Problem to work on: Reproduce the records below exactly, but only between the lines holding "carries a type-erased" and "heap walker share", inclusive.

** Data for review follows **

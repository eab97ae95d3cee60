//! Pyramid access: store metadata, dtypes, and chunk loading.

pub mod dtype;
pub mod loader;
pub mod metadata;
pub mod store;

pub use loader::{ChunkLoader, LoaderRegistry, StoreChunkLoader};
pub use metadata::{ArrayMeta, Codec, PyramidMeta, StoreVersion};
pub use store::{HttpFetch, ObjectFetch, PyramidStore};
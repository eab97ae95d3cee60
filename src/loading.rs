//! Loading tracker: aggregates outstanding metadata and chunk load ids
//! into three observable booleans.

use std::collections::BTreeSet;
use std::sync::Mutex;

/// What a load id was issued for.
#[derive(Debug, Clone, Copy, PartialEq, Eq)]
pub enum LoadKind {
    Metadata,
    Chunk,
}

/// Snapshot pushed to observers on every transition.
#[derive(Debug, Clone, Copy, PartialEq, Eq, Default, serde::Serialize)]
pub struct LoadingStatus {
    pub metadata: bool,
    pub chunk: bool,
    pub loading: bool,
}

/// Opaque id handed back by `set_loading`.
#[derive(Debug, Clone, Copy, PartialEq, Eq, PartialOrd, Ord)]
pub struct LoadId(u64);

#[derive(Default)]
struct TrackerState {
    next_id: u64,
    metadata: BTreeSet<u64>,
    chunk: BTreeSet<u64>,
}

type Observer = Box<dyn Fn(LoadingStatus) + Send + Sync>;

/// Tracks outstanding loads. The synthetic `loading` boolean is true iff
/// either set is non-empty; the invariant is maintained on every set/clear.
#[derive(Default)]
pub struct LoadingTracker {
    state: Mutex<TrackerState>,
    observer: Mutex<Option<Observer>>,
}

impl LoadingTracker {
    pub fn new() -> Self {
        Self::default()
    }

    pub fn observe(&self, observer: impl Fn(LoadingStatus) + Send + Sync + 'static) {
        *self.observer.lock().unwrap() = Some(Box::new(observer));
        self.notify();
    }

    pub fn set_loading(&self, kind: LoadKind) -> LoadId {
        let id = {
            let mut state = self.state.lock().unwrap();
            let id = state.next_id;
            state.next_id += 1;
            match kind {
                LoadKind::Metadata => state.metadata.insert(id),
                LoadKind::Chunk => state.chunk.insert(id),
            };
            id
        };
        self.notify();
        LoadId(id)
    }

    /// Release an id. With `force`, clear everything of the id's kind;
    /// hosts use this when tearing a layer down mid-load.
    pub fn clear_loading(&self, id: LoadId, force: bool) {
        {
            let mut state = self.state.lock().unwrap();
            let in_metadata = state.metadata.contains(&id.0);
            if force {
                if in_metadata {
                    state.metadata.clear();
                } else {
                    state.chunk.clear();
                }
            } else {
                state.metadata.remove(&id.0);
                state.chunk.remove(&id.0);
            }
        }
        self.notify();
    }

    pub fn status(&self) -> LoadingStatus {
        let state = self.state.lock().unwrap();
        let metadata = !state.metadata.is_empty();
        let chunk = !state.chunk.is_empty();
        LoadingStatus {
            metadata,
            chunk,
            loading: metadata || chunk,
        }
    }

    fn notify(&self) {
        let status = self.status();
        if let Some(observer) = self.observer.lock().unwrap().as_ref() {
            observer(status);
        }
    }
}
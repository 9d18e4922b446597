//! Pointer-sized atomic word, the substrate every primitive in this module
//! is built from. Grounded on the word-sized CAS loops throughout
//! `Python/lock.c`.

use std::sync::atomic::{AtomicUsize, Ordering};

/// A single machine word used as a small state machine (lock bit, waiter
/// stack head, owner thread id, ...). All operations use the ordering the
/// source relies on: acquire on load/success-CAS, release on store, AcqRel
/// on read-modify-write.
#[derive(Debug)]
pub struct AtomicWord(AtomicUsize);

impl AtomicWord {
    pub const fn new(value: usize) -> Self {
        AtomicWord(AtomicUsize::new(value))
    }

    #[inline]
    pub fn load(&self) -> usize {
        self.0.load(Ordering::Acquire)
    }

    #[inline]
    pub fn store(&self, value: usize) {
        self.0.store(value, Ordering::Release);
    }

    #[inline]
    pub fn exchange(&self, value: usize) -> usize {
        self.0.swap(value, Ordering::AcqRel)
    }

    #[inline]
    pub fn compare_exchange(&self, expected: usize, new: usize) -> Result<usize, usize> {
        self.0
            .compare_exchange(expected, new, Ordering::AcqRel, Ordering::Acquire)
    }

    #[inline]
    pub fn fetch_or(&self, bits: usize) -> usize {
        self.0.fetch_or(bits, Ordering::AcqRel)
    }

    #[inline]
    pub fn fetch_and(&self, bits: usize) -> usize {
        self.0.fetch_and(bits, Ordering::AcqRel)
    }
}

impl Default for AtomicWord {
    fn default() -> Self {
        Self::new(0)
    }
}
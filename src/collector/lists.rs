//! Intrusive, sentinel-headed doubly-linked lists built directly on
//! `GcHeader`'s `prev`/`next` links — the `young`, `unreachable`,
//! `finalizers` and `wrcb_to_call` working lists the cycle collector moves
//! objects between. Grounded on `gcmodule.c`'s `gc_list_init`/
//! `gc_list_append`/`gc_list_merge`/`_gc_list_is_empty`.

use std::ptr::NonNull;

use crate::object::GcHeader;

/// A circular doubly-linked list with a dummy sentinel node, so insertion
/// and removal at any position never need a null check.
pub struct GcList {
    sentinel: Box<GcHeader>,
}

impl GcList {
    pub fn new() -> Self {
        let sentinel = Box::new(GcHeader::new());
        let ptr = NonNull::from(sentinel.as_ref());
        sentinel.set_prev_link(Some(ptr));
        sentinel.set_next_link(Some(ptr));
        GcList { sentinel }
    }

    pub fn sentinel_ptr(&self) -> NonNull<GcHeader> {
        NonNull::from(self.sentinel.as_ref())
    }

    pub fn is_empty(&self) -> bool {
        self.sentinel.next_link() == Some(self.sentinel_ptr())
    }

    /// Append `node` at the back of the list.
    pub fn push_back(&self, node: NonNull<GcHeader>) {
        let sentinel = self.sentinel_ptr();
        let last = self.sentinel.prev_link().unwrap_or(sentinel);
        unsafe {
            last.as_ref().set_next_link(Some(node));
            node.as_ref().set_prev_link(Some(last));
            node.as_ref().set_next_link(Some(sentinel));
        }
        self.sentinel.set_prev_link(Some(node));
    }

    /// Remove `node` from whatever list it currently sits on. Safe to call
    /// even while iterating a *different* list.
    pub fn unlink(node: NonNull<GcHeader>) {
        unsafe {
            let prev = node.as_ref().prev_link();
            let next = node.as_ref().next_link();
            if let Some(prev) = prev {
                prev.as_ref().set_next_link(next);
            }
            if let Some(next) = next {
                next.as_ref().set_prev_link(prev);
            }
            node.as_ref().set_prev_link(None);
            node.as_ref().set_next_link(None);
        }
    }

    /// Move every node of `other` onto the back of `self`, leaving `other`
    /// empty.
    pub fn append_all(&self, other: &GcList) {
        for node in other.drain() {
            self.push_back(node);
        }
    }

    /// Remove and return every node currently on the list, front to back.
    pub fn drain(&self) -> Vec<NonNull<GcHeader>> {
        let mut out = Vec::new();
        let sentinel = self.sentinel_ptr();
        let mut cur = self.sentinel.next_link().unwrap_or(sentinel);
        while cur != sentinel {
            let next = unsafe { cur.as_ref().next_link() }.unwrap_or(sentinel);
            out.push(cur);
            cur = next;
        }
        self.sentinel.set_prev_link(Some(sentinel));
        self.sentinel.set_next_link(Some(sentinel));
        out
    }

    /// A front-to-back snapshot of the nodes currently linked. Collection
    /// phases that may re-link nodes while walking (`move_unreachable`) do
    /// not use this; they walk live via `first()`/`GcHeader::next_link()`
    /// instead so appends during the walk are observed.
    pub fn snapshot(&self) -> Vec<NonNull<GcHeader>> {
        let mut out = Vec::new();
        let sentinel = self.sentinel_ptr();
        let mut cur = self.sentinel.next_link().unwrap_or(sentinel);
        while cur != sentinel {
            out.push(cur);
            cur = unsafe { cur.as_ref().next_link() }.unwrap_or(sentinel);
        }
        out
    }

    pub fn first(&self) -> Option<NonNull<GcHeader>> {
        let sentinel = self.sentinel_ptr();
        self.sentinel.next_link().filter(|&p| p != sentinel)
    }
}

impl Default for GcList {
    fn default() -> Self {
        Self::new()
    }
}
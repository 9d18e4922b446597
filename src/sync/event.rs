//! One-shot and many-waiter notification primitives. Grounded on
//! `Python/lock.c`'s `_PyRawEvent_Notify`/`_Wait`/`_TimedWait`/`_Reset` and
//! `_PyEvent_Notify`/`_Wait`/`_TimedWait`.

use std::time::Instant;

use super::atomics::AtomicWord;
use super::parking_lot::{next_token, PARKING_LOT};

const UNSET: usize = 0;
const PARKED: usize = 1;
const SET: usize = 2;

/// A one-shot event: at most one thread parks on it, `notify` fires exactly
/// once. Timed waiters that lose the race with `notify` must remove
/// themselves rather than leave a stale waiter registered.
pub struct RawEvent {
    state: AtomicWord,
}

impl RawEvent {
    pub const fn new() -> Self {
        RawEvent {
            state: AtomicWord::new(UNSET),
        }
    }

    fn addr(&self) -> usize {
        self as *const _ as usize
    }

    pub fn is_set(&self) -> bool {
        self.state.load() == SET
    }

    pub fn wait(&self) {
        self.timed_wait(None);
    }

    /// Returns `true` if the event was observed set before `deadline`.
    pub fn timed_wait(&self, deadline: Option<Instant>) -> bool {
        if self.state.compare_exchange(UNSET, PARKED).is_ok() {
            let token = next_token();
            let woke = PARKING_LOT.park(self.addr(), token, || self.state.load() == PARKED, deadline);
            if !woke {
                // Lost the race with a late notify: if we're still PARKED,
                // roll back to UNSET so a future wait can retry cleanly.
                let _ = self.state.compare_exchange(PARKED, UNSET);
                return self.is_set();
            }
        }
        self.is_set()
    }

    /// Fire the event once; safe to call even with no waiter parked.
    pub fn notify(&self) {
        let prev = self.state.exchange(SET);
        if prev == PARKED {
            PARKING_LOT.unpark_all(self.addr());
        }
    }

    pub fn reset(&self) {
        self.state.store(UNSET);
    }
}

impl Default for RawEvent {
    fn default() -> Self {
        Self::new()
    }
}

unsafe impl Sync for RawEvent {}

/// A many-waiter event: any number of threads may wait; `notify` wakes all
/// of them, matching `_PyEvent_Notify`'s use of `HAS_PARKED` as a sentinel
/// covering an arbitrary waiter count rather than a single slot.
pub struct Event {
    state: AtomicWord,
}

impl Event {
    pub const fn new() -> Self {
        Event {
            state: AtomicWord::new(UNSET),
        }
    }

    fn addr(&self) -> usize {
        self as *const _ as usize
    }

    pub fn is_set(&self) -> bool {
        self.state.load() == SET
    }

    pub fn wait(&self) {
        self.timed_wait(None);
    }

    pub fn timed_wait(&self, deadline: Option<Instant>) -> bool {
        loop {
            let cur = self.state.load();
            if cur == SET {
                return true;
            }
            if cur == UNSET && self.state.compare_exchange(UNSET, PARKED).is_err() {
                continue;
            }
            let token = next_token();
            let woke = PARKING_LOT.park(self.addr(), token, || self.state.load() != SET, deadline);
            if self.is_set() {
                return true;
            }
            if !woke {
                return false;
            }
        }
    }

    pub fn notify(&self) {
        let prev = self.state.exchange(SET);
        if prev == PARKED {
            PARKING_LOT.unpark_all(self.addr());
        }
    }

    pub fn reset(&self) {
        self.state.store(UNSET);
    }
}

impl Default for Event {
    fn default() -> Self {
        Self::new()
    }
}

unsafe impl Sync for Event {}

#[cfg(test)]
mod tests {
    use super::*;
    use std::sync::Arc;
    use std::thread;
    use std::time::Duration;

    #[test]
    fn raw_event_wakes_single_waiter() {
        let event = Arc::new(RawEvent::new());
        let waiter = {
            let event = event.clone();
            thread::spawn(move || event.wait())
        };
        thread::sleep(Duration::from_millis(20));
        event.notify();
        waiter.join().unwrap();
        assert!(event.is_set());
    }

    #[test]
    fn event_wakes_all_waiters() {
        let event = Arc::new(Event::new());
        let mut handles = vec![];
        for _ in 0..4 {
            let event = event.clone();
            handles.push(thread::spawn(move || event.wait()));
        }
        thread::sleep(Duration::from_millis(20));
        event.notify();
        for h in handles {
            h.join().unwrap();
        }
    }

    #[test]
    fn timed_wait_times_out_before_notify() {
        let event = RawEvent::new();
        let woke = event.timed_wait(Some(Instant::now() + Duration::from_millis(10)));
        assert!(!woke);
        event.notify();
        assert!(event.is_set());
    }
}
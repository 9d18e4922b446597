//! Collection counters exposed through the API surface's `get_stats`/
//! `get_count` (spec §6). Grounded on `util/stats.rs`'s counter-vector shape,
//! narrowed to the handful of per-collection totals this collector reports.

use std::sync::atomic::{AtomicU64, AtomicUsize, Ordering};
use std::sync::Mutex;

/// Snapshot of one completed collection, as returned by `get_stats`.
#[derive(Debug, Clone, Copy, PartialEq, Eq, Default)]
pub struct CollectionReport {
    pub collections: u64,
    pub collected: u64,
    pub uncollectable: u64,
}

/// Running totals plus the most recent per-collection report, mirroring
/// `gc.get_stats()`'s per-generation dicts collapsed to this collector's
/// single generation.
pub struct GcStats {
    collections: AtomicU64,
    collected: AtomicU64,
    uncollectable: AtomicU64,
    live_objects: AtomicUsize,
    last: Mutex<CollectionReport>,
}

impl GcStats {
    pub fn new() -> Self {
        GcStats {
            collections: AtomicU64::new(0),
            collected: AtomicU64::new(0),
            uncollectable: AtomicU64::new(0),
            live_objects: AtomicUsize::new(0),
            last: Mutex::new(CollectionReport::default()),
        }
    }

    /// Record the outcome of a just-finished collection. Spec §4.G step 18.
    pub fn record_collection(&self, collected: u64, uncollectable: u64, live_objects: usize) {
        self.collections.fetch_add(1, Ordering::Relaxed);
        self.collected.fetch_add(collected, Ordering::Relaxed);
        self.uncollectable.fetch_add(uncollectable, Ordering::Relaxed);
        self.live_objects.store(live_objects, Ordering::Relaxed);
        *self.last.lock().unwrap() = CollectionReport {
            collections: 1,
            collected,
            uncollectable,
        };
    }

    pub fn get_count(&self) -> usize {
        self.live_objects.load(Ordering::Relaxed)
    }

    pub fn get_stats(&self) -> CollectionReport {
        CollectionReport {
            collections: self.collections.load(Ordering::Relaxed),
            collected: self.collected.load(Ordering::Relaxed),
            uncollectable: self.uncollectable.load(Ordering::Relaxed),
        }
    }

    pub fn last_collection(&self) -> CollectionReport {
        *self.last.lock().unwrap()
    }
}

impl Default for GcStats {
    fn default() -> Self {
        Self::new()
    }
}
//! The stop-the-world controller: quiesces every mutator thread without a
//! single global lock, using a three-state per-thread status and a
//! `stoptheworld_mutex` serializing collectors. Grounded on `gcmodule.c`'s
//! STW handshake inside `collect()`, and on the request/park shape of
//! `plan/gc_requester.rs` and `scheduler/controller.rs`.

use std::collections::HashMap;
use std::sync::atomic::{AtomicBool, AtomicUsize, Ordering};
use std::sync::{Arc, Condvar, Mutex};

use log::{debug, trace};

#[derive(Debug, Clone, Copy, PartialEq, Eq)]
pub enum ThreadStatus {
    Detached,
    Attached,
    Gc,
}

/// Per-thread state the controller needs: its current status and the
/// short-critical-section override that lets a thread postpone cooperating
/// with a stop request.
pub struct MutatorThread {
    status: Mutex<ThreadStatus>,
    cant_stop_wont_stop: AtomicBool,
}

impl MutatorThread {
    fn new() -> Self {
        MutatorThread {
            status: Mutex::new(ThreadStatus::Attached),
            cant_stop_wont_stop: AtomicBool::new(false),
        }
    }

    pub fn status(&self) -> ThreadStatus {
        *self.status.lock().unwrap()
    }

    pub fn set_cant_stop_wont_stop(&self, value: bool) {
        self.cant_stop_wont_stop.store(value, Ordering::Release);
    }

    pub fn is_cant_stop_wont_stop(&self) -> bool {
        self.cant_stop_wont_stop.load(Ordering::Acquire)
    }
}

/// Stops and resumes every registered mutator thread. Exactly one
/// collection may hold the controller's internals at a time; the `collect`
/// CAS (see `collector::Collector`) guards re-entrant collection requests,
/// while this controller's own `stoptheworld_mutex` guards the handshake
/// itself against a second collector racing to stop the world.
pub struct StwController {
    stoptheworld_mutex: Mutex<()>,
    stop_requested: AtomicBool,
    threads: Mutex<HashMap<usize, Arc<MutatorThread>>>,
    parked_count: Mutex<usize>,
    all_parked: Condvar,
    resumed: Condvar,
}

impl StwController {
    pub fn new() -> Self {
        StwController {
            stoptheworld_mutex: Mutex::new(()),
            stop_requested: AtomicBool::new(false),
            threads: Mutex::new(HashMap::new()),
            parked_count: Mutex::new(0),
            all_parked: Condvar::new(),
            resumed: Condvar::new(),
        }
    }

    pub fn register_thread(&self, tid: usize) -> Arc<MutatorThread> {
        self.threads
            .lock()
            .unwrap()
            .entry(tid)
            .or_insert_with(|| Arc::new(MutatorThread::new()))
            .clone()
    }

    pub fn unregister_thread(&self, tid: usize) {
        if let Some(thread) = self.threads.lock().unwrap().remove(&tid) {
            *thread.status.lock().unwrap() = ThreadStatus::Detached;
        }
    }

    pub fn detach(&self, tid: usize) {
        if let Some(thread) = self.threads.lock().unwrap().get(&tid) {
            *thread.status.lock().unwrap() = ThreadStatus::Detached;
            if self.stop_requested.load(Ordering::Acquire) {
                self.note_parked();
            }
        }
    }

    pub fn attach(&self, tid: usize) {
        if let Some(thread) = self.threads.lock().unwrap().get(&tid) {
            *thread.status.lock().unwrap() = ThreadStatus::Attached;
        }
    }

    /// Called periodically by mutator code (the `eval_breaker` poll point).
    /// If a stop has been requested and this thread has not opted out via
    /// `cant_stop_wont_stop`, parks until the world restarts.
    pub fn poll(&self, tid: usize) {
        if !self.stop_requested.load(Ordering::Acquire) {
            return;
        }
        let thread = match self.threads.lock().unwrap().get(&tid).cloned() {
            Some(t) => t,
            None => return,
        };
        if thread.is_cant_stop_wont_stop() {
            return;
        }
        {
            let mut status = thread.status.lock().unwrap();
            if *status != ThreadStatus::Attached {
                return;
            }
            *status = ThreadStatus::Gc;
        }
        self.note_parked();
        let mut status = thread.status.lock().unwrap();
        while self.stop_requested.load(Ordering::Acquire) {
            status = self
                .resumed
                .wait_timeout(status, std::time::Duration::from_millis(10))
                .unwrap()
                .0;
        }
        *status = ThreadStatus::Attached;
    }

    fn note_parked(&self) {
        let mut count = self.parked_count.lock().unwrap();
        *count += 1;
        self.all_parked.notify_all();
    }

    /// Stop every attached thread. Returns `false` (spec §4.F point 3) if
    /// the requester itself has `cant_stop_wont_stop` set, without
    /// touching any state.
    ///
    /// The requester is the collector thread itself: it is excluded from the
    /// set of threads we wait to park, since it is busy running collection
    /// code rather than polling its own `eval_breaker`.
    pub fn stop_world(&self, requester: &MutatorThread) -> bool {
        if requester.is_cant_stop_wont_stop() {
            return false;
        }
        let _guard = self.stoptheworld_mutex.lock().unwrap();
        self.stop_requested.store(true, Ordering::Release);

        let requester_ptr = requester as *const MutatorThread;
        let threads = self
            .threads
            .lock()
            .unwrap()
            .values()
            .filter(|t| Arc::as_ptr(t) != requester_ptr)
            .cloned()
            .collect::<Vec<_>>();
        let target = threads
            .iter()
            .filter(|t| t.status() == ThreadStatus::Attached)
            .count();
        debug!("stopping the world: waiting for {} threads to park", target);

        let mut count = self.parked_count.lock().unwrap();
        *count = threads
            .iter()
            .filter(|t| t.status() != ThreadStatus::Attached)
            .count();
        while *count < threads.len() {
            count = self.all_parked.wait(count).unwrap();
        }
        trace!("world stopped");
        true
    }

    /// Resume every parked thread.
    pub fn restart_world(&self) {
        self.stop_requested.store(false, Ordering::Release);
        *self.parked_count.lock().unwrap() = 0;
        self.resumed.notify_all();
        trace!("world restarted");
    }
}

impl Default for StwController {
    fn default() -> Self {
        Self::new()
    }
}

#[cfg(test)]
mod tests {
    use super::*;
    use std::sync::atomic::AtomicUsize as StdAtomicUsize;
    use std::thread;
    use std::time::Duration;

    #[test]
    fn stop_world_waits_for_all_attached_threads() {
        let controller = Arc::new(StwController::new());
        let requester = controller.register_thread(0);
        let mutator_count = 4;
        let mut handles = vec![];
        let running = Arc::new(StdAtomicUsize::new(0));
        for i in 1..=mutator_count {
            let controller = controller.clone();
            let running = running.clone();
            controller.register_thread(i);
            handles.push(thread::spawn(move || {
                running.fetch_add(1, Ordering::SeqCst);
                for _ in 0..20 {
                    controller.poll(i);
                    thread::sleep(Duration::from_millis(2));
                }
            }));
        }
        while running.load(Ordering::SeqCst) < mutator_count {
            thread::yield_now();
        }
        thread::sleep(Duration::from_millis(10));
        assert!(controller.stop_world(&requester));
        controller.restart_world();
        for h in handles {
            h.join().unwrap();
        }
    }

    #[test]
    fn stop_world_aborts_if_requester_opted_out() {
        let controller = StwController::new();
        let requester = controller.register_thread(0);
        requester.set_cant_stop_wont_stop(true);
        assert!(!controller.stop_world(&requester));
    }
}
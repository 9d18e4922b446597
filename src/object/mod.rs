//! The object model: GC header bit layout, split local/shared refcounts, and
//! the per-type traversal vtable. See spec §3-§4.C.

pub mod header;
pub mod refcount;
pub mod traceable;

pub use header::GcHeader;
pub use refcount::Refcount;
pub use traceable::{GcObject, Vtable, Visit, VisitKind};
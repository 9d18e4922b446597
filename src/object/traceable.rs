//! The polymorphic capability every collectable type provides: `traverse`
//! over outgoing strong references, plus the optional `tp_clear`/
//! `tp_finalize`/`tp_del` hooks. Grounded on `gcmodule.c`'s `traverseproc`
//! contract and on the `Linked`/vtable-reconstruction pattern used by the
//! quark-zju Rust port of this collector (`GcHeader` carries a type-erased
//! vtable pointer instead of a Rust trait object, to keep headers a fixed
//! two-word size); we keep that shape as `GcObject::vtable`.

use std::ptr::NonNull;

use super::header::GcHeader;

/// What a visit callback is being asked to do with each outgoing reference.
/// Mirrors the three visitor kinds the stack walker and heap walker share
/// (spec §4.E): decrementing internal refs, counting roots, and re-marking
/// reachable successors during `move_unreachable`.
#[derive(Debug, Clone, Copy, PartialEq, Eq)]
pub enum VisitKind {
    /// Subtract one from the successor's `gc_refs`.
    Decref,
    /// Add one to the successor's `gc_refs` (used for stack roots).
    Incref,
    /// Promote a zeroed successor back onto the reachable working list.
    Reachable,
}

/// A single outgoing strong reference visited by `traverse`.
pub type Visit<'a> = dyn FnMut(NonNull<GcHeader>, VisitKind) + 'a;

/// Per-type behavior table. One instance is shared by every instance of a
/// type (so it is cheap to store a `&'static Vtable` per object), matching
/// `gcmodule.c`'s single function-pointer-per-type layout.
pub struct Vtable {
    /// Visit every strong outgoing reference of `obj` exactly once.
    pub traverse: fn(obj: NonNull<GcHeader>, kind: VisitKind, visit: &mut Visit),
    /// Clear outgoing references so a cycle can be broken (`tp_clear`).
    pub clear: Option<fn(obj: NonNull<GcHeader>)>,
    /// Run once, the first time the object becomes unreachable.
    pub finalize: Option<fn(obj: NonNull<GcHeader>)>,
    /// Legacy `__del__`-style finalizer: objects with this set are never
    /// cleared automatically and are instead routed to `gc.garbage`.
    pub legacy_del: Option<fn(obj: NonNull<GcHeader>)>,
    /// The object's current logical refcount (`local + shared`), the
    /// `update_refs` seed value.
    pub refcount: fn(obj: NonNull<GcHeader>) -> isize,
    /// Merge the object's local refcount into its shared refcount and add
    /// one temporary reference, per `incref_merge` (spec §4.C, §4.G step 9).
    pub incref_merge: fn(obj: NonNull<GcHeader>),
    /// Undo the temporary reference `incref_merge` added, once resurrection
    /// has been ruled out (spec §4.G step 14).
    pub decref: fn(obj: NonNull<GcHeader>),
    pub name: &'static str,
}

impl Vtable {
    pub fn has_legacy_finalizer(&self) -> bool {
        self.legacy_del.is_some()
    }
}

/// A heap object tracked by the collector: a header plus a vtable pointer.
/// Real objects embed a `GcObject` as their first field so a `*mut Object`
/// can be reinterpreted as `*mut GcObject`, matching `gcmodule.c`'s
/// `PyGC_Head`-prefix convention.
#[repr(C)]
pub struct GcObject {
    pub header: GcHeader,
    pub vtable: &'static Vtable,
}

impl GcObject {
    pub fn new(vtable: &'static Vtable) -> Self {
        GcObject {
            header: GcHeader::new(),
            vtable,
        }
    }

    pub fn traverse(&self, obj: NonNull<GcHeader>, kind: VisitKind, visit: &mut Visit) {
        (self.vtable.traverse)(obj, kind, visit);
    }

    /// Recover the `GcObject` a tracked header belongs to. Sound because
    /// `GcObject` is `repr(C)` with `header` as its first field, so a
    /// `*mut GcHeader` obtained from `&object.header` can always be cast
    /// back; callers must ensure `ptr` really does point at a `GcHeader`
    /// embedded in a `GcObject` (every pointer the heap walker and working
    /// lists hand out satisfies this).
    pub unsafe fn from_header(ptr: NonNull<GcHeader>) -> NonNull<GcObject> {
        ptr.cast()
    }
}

** End of Data for review **

Exercise result:
//! quark-zju Rust port of this collector (`GcHeader` carries a type-erased
//! vtable pointer instead of a Rust trait object, to keep headers a fixed
//! two-word size); we keep that shape as `GcObject::vtable`.

use std::ptr::NonNull;

use super::header::GcHeader;

/// What a visit callback is being asked to do with each outgoing reference.
/// Mirrors the three visitor kinds the stack walker and heap walker share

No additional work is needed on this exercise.